Thursday, November 20, 2008

From Yellow Fever to the Sanitation Strike

After Memphis historian Perre Magness visited a class of elementary school students at Christ Methodist Church last year, her next project spoke to her.

"The children were so cute and so eager," she says. "Most schools teach some local history in 3rd, 4th, and 5th grades. They said, 'Why don't you write a children's book?' They really had the idea."

So she did.

Memphis: A Children's History is Magness' 10th book. Released last week, it is available at Burke's Bookstore, Davis-Kidd Booksellers, Babcock Gifts, and the Pink Palace Museum.

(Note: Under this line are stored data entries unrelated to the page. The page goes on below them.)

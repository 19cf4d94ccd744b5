pub mod appointments;
pub mod booking;
pub mod catalog;
pub mod slots;

pub use appointments::AppointmentStore;
pub use booking::BookingService;
pub use catalog::CatalogService;
pub use slots::SlotService;
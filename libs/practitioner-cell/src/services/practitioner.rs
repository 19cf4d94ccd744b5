use anyhow::{Result, anyhow};
use base64::{Engine as _, engine::general_purpose::STANDARD as BASE64};
use chrono::Utc;
use reqwest::Method;
use serde_json::{json, Value};
use tracing::debug;
use uuid::Uuid;

use shared_config::AppConfig;
use shared_database::supabase::SupabaseClient;

use crate::models::{CreatePractitionerRequest, Practitioner, UpdatePractitionerRequest};

pub struct PractitionerService {
    supabase: SupabaseClient,
}

impl PractitionerService {
    pub fn new(config: &AppConfig) -> Self {
        Self {
            supabase: SupabaseClient::new(config),
        }
    }

    /// Active practitioners for the public booking page
    pub async fn list_practitioners(
        &self,
        limit: Option<i32>,
        offset: Option<i32>,
    ) -> Result<Vec<Practitioner>> {
        let mut path = "/rest/v1/practitioners?is_active=eq.true&order=last_name.asc,first_name.asc".to_string();

        if let Some(limit) = limit {
            path.push_str(&format!("&limit={}", limit));
        }
        if let Some(offset) = offset {
            path.push_str(&format!("&offset={}", offset));
        }

        let result: Vec<Value> = self.supabase.request(
            Method::GET,
            &path,
            None,
            None,
        ).await?;

        let practitioners: Vec<Practitioner> = result.into_iter()
            .map(serde_json::from_value)
            .collect::<std::result::Result<Vec<Practitioner>, _>>()?;

        Ok(practitioners)
    }

    pub async fn get_practitioner(&self, practitioner_id: &str) -> Result<Practitioner> {
        let path = format!("/rest/v1/practitioners?id=eq.{}", practitioner_id);
        let result: Vec<Value> = self.supabase.request(
            Method::GET,
            &path,
            None,
            None,
        ).await?;

        if result.is_empty() {
            return Err(anyhow!("Practitioner not found"));
        }

        let practitioner: Practitioner = serde_json::from_value(result[0].clone())?;
        Ok(practitioner)
    }

    pub async fn create_practitioner(
        &self,
        request: CreatePractitionerRequest,
        auth_token: &str,
    ) -> Result<Practitioner> {
        debug!("Creating practitioner profile for {}", request.email);

        if request.first_name.trim().is_empty() || request.last_name.trim().is_empty() {
            return Err(anyhow!("Practitioner name must not be empty"));
        }

        let practitioner_data = json!({
            "first_name": request.first_name,
            "last_name": request.last_name,
            "email": request.email,
            "phone": request.phone,
            "title": request.title,
            "bio": request.bio,
            "is_active": true,
            "created_at": Utc::now().to_rfc3339(),
            "updated_at": Utc::now().to_rfc3339()
        });

        let mut headers = reqwest::header::HeaderMap::new();
        headers.insert("Prefer", reqwest::header::HeaderValue::from_static("return=representation"));

        let result: Vec<Value> = self.supabase.request_with_headers(
            Method::POST,
            "/rest/v1/practitioners",
            Some(auth_token),
            Some(practitioner_data),
            Some(headers),
        ).await?;

        if result.is_empty() {
            return Err(anyhow!("Failed to create practitioner"));
        }

        let practitioner: Practitioner = serde_json::from_value(result[0].clone())?;
        debug!("Practitioner created with ID: {}", practitioner.id);

        Ok(practitioner)
    }

    pub async fn update_practitioner(
        &self,
        practitioner_id: &str,
        request: UpdatePractitionerRequest,
        auth_token: &str,
    ) -> Result<Practitioner> {
        debug!("Updating practitioner: {}", practitioner_id);

        let mut update_data = serde_json::Map::new();

        if let Some(first_name) = request.first_name {
            update_data.insert("first_name".to_string(), json!(first_name));
        }
        if let Some(last_name) = request.last_name {
            update_data.insert("last_name".to_string(), json!(last_name));
        }
        if let Some(phone) = request.phone {
            update_data.insert("phone".to_string(), json!(phone));
        }
        if let Some(title) = request.title {
            update_data.insert("title".to_string(), json!(title));
        }
        if let Some(bio) = request.bio {
            update_data.insert("bio".to_string(), json!(bio));
        }
        if let Some(is_active) = request.is_active {
            update_data.insert("is_active".to_string(), json!(is_active));
        }

        update_data.insert("updated_at".to_string(), json!(Utc::now().to_rfc3339()));

        let path = format!("/rest/v1/practitioners?id=eq.{}", practitioner_id);
        let mut headers = reqwest::header::HeaderMap::new();
        headers.insert("Prefer", reqwest::header::HeaderValue::from_static("return=representation"));

        let result: Vec<Value> = self.supabase.request_with_headers(
            Method::PATCH,
            &path,
            Some(auth_token),
            Some(Value::Object(update_data)),
            Some(headers),
        ).await?;

        if result.is_empty() {
            return Err(anyhow!("Failed to update practitioner"));
        }

        let updated: Practitioner = serde_json::from_value(result[0].clone())?;
        Ok(updated)
    }

    /// Upload a base64 avatar to storage and write the public URL back to
    /// the practitioner profile
    pub async fn upload_avatar(
        &self,
        practitioner_id: &str,
        base64_image: &str,
        auth_token: &str,
    ) -> Result<String> {
        debug!("Uploading avatar for practitioner: {}", practitioner_id);

        // Accept both raw base64 and "data:image/...;base64,..." payloads
        let base64_data = base64_image
            .split_once(',')
            .map(|(_, data)| data)
            .unwrap_or(base64_image);

        let image_data = BASE64.decode(base64_data)?;

        let file_ext = if base64_image.contains("image/png") {
            "png"
        } else {
            "jpg"
        };

        let object_path = format!("avatars/{}/{}.{}", practitioner_id, Uuid::new_v4(), file_ext);
        let upload_path = format!("/storage/v1/object/profiles/{}", object_path);

        let _: Value = self.supabase.request(
            Method::POST,
            &upload_path,
            Some(auth_token),
            Some(json!({
                "data": image_data,
                "contentType": format!("image/{}", file_ext)
            })),
        ).await?;

        let public_url = self.supabase.get_public_url("profiles", &object_path);

        let update_path = format!("/rest/v1/practitioners?id=eq.{}", practitioner_id);
        let mut headers = reqwest::header::HeaderMap::new();
        headers.insert("Prefer", reqwest::header::HeaderValue::from_static("return=representation"));

        let update_result: Vec<Value> = self.supabase.request_with_headers(
            Method::PATCH,
            &update_path,
            Some(auth_token),
            Some(json!({
                "avatar_url": public_url,
                "updated_at": Utc::now().to_rfc3339()
            })),
            Some(headers),
        ).await?;

        if update_result.is_empty() {
            return Err(anyhow!("Failed to update avatar URL on practitioner profile"));
        }

        Ok(public_url)
    }
}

"Children are so bloody," Magness says. "They love things like the Sultana explosion and the Yellow Fever epidemic. You would think you wouldn't want to tell them those stories, but they just love it."

The book also includes stories about the Native Americans who traded at the Chickasaw Bluff, Ida B. Wells, W.C. Handy, and the wedding of the waters. (In celebration of the completion of the Memphis-Charleston railroad, they filled up a railcar with water from the Atlantic Ocean, brought it to Memphis, and then dumped it in the Mississippi River. And then they did the same thing with Mississippi River water.)

"I've been writing Memphis history for 20 years," Magness says. "All of this is in my head. I wanted to tell some of the fun stories that children would like, such as the first steamboat and the first fire engine."

Magness thinks local history is a good gateway to get children interested in history.

"When you tell that that Poplar Avenue is an old Indian trail, you can see their eyes light up," she says. "They get excited because it's something they can identify with."

She also hopes her book can supplement history texts in local classrooms. She's read the American History book that the Memphis City Schools use in their fourth-grade curriculum, and says that each chapter has a small mention of Tennessee. Only it's not really local.

"It's all about East Tennessee," she says. "There's not even any mention of the Mississippi River, for heavens' sake."